**Task brief**
Find the word "grader" in the records below. List each line containing it.

>>>>>

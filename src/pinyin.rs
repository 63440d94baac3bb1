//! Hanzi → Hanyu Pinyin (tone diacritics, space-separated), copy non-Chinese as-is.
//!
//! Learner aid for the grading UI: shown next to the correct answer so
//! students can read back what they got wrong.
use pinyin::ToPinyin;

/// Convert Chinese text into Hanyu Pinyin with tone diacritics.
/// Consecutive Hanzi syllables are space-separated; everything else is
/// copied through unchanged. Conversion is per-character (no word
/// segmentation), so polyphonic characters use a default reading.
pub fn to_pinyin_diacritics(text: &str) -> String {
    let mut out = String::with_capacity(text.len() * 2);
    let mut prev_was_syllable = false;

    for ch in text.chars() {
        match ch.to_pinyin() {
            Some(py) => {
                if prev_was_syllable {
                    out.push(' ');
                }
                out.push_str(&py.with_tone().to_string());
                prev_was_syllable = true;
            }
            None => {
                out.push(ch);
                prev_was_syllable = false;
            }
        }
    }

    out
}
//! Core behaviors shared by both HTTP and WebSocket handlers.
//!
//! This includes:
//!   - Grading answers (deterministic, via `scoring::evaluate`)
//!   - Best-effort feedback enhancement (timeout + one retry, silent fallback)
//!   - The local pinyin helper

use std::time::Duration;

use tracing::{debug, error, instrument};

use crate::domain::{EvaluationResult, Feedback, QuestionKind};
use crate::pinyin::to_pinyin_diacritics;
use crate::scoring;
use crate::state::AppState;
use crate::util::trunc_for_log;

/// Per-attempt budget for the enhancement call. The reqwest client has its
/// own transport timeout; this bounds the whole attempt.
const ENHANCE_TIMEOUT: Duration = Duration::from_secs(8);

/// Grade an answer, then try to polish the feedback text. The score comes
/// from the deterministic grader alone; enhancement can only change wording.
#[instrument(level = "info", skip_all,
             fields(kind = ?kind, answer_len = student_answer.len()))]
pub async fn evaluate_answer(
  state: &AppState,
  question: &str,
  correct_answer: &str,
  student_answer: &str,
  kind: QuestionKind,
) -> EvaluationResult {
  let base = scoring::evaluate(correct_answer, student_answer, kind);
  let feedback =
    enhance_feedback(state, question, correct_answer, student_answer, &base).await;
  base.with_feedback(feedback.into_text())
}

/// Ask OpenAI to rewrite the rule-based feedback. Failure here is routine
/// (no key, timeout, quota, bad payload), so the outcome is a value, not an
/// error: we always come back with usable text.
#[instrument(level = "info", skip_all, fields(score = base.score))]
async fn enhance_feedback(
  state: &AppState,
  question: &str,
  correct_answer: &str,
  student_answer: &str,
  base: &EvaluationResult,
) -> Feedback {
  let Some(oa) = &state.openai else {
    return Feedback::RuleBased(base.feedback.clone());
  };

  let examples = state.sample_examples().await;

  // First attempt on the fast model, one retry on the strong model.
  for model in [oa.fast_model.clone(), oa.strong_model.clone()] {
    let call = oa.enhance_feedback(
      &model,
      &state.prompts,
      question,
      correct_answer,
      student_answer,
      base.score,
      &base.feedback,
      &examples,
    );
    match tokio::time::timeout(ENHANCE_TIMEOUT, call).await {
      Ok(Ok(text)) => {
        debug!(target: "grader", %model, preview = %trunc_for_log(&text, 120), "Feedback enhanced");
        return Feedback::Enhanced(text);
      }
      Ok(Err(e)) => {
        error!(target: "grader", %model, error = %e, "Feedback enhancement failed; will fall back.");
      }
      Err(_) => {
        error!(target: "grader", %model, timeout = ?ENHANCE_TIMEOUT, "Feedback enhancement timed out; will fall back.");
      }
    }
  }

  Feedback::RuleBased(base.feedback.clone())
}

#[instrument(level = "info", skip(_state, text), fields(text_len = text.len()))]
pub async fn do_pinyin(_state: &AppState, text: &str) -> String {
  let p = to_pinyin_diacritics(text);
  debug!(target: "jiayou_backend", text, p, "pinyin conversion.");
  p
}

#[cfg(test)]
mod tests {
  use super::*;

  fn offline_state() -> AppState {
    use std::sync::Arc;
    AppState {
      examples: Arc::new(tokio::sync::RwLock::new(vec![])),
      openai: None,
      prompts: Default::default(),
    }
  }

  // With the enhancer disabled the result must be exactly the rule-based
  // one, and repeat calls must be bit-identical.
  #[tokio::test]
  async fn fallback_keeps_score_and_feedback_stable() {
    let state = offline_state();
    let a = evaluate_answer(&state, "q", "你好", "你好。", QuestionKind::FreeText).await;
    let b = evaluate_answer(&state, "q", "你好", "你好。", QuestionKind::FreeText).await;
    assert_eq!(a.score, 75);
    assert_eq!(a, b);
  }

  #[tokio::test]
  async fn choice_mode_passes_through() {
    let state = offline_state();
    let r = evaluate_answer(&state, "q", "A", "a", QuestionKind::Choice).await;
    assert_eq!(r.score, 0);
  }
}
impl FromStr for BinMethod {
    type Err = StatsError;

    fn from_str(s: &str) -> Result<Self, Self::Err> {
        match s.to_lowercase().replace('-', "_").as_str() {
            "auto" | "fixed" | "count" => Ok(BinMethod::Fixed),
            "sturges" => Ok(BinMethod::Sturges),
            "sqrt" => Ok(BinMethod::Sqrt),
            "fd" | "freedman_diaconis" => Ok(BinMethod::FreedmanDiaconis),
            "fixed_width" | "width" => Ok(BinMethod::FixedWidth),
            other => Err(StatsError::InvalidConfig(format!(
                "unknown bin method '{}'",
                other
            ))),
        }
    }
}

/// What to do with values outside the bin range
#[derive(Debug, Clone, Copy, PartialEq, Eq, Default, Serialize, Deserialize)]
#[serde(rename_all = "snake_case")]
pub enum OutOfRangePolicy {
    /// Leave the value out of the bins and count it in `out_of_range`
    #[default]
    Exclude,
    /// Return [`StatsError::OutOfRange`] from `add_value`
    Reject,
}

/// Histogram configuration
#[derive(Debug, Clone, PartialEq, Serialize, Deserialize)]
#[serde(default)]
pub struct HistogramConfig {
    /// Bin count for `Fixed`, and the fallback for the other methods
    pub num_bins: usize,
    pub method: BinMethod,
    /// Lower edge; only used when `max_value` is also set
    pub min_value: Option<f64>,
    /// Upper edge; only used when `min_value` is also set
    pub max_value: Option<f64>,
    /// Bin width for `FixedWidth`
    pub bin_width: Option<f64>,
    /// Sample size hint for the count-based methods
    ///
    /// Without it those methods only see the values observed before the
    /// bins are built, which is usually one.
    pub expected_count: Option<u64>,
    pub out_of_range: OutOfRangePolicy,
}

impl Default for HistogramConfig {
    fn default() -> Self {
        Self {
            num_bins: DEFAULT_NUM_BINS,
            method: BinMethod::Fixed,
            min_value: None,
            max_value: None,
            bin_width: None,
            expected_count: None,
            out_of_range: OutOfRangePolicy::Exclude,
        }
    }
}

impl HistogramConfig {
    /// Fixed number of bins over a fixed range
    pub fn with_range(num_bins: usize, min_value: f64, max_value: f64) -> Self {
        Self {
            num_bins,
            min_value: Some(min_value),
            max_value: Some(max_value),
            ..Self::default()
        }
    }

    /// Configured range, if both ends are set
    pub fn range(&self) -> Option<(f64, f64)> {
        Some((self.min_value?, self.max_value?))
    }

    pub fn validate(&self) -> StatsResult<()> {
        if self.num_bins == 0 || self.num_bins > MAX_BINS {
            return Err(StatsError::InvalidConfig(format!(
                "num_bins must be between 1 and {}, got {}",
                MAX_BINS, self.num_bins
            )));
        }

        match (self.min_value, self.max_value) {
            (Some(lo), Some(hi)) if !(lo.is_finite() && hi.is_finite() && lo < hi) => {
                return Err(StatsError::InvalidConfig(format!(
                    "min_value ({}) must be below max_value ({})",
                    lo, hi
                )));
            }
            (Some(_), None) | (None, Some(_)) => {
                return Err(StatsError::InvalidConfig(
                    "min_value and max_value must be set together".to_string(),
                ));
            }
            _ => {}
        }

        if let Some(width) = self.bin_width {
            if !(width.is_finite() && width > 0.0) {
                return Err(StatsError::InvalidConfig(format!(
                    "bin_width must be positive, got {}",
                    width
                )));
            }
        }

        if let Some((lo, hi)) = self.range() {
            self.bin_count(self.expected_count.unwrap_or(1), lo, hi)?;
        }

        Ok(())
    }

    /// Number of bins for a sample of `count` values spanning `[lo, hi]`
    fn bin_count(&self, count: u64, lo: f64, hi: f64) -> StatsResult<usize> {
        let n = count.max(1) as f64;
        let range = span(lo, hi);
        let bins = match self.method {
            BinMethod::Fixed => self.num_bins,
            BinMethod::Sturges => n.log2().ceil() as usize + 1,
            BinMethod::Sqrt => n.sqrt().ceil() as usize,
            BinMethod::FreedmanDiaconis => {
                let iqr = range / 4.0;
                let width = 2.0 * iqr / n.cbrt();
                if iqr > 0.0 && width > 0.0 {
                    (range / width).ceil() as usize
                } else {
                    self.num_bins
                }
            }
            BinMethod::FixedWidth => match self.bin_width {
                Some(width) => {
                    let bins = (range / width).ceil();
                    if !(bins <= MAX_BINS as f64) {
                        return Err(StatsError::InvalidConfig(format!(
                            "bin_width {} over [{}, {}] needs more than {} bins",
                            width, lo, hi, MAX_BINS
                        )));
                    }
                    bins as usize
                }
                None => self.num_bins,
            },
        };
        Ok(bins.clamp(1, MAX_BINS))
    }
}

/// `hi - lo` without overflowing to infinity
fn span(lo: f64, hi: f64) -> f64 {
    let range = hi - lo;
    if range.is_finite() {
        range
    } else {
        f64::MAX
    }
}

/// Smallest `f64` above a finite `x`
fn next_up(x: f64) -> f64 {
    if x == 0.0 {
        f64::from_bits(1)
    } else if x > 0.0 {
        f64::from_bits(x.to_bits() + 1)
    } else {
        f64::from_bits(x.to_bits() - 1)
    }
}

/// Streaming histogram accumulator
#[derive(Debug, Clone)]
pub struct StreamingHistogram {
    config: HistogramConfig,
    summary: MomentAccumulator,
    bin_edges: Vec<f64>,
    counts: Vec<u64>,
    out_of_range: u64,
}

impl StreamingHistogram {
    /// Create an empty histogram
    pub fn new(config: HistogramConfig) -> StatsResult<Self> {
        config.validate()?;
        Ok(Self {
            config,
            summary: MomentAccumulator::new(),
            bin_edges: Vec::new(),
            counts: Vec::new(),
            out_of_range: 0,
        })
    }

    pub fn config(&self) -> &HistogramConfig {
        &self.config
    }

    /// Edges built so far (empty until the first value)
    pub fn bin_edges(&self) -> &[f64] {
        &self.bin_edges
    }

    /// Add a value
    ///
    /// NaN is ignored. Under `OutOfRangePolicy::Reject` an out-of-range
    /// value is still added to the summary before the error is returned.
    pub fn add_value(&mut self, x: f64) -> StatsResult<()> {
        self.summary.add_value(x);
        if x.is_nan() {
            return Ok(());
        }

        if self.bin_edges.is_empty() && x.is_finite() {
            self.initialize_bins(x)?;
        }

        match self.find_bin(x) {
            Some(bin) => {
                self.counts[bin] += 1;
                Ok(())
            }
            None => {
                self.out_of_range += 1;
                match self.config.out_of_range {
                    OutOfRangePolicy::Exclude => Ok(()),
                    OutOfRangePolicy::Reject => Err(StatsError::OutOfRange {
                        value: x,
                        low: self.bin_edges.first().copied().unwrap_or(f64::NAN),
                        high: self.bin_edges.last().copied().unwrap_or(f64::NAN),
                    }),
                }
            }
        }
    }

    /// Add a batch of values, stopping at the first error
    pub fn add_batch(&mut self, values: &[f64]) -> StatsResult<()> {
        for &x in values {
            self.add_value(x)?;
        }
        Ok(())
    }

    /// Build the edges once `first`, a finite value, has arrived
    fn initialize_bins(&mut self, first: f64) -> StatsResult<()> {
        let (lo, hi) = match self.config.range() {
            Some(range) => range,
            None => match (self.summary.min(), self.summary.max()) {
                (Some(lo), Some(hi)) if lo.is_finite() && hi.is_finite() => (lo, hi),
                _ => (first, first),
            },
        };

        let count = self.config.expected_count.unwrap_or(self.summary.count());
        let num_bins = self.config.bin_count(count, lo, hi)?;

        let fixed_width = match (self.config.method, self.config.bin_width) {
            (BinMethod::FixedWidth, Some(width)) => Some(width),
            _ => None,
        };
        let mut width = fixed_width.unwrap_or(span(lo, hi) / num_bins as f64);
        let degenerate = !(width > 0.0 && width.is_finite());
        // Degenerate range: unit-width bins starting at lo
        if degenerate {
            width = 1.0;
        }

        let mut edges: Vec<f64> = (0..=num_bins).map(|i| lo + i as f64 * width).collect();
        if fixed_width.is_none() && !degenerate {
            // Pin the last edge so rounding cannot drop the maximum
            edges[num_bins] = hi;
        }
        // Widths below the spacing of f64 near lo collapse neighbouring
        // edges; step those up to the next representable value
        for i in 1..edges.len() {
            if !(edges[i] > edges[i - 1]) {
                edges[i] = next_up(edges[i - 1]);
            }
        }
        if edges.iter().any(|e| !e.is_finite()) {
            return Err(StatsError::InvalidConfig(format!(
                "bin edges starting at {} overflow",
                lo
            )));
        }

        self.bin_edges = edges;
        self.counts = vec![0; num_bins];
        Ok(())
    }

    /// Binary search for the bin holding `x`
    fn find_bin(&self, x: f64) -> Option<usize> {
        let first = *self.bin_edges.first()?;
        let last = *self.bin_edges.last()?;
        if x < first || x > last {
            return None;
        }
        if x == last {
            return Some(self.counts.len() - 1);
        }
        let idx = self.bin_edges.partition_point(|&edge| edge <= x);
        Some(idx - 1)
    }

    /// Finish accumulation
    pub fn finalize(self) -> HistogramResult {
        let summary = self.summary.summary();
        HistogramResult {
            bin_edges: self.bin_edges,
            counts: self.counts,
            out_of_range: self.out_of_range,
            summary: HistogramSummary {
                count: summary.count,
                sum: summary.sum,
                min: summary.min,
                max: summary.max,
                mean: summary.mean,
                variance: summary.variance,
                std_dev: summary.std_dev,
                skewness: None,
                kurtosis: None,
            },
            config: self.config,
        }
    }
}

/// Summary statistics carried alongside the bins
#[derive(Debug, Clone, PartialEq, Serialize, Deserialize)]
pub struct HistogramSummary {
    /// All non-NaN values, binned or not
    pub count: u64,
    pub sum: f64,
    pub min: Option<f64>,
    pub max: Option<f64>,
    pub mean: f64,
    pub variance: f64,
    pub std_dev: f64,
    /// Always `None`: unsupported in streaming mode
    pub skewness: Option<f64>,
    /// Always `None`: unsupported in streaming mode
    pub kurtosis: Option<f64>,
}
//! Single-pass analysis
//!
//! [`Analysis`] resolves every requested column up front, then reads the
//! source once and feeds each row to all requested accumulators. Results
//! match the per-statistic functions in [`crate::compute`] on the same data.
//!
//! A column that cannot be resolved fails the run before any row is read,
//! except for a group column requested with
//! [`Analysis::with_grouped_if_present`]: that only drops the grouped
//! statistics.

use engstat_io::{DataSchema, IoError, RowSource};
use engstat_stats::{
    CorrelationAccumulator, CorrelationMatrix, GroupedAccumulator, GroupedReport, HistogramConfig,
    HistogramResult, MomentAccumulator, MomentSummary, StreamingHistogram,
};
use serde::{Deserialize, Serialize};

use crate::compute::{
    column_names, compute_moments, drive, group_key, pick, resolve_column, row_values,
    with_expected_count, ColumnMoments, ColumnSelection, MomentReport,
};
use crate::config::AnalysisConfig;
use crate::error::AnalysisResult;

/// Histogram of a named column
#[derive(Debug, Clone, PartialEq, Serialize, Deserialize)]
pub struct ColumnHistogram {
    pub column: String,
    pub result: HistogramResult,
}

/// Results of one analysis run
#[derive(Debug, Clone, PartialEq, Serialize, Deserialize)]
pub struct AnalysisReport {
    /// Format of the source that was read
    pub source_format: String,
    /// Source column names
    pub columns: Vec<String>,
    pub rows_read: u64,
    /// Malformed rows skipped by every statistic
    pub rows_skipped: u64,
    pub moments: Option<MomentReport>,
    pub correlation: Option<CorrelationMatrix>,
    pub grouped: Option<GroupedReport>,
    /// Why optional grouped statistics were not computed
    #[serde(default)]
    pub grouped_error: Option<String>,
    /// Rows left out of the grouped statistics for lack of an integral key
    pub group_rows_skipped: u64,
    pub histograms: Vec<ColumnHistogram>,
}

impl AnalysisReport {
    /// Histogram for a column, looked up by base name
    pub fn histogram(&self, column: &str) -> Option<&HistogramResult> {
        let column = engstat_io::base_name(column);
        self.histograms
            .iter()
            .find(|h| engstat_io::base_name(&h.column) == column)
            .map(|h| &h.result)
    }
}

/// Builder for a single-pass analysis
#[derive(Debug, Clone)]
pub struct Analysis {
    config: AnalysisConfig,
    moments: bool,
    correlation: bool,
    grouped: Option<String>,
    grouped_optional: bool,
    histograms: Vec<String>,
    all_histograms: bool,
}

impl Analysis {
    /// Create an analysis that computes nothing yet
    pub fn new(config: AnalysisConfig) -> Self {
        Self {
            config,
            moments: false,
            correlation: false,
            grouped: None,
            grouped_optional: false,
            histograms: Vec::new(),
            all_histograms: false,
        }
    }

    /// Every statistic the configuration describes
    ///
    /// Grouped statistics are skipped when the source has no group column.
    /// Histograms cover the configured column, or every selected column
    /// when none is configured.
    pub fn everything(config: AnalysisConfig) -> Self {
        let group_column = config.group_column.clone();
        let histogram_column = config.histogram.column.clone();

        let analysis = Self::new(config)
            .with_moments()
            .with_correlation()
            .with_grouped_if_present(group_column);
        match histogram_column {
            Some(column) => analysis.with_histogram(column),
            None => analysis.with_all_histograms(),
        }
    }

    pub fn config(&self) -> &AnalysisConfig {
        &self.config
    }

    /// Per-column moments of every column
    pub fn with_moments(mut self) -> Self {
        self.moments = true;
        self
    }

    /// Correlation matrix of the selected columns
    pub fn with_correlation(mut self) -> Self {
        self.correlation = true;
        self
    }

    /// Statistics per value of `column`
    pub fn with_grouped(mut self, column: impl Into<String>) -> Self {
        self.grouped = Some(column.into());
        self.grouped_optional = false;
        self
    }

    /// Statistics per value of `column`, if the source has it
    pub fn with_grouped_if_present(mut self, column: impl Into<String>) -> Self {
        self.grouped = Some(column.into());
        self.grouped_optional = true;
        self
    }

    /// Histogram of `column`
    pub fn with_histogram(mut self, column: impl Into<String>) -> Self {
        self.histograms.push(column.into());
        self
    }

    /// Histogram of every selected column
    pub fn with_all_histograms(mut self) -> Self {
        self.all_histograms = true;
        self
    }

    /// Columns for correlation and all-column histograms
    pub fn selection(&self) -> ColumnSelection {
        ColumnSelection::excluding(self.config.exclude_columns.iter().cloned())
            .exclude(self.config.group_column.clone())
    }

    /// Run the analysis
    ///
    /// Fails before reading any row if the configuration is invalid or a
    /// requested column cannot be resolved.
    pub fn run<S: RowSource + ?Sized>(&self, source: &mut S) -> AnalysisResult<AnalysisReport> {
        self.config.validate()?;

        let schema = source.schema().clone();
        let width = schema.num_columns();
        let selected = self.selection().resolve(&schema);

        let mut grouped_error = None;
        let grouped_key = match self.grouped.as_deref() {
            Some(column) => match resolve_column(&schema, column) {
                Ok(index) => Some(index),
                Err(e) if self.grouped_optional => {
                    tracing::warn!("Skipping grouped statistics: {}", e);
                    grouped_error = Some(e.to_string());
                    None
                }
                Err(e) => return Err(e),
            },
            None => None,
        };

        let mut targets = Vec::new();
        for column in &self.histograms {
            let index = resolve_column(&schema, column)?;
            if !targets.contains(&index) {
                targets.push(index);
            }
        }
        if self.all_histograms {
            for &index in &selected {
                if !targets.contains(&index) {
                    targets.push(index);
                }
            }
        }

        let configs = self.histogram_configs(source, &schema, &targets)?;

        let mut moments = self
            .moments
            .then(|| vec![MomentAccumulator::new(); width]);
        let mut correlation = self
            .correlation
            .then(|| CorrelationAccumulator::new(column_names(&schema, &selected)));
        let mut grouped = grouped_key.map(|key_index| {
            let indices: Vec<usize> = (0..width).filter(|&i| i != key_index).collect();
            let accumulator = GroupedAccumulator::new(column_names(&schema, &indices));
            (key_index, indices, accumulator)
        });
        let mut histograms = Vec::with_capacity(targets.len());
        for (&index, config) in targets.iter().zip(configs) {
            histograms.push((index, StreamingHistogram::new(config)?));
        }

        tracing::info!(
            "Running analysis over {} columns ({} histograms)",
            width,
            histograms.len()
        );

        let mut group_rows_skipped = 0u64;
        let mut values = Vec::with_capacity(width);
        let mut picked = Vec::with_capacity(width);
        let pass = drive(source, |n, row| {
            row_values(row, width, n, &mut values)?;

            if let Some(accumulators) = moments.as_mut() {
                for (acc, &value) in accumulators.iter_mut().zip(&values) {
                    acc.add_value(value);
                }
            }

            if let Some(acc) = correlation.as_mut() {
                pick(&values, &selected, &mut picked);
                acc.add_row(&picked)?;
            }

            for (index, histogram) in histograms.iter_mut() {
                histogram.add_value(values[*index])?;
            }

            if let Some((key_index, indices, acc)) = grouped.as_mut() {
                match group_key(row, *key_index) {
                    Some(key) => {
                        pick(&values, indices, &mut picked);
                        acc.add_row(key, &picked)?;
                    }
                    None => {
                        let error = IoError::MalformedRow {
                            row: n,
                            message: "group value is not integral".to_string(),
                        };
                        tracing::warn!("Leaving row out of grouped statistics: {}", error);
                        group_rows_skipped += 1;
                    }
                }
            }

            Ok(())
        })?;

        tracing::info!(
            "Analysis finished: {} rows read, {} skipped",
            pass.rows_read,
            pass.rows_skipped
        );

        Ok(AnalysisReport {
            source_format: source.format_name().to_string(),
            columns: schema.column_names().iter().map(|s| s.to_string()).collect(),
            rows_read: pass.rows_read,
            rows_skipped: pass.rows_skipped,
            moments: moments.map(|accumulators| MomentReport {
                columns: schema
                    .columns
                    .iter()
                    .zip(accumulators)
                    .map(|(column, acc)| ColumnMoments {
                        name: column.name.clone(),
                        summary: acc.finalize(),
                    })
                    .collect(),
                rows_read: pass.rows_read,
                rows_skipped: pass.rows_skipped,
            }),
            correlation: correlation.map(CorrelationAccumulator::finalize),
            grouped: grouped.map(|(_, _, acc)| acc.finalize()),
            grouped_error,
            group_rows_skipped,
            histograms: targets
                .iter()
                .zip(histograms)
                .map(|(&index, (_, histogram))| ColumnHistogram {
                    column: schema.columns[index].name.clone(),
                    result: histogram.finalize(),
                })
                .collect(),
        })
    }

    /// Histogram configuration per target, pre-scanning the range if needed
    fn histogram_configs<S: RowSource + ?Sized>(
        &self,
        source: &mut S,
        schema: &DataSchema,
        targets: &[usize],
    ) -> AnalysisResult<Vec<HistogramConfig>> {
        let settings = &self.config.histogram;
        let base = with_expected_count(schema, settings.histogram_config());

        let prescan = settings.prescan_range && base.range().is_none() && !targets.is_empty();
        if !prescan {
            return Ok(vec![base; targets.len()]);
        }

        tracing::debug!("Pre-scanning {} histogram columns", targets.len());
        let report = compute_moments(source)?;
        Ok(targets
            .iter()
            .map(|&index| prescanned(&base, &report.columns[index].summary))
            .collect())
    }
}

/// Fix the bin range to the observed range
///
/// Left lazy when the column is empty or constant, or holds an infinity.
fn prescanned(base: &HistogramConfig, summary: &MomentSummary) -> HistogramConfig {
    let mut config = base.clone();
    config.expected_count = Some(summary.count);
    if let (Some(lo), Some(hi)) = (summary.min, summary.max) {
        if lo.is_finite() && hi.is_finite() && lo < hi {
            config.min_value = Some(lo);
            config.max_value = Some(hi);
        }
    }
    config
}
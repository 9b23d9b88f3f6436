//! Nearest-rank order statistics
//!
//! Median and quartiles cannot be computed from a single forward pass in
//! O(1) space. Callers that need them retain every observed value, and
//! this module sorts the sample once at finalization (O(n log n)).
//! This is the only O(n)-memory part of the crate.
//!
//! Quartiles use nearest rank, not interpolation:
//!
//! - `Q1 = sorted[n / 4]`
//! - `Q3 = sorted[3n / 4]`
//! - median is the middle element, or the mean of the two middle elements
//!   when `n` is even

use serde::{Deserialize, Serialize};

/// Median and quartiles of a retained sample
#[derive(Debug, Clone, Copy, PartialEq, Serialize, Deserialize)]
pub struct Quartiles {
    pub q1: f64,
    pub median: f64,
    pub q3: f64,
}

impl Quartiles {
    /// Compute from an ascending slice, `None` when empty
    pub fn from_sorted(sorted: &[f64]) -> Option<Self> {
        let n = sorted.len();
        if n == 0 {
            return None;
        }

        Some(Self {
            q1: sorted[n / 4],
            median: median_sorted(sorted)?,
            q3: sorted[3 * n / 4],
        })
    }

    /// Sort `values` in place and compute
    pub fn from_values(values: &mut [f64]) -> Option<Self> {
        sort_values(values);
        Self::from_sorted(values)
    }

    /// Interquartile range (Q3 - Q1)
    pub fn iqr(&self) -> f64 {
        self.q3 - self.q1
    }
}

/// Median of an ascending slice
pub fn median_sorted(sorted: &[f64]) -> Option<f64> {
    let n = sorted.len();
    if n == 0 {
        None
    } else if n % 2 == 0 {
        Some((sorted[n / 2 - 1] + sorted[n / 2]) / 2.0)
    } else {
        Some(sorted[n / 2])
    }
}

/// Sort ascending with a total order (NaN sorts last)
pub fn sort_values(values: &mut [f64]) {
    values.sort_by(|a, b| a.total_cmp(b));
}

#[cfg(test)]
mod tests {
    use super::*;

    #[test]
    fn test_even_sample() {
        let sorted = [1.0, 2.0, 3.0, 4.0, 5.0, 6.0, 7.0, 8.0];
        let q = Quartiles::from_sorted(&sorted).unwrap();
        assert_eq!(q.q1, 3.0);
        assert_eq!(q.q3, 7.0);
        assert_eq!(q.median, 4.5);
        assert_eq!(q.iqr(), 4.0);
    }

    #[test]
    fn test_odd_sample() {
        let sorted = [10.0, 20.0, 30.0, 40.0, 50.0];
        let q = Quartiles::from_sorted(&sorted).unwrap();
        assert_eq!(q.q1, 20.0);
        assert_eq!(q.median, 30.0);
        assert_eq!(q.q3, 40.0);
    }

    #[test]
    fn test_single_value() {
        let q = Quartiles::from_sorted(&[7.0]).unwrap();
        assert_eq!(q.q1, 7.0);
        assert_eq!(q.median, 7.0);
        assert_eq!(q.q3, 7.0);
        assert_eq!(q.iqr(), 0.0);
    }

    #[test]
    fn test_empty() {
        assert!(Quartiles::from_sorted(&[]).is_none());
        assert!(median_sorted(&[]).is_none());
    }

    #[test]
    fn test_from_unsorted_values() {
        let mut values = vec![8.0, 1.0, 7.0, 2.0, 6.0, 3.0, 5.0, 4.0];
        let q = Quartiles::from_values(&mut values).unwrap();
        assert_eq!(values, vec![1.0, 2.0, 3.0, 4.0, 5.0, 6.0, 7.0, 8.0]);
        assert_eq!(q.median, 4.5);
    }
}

<<<<<

**Task answer**
/// from the deterministic grader alone; enhancement can only change wording.
        debug!(target: "grader", %model, preview = %trunc_for_log(&text, 120), "Feedback enhanced");
        error!(target: "grader", %model, error = %e, "Feedback enhancement failed; will fall back.");
        error!(target: "grader", %model, timeout = ?ENHANCE_TIMEOUT, "Feedback enhancement timed out; will fall back.");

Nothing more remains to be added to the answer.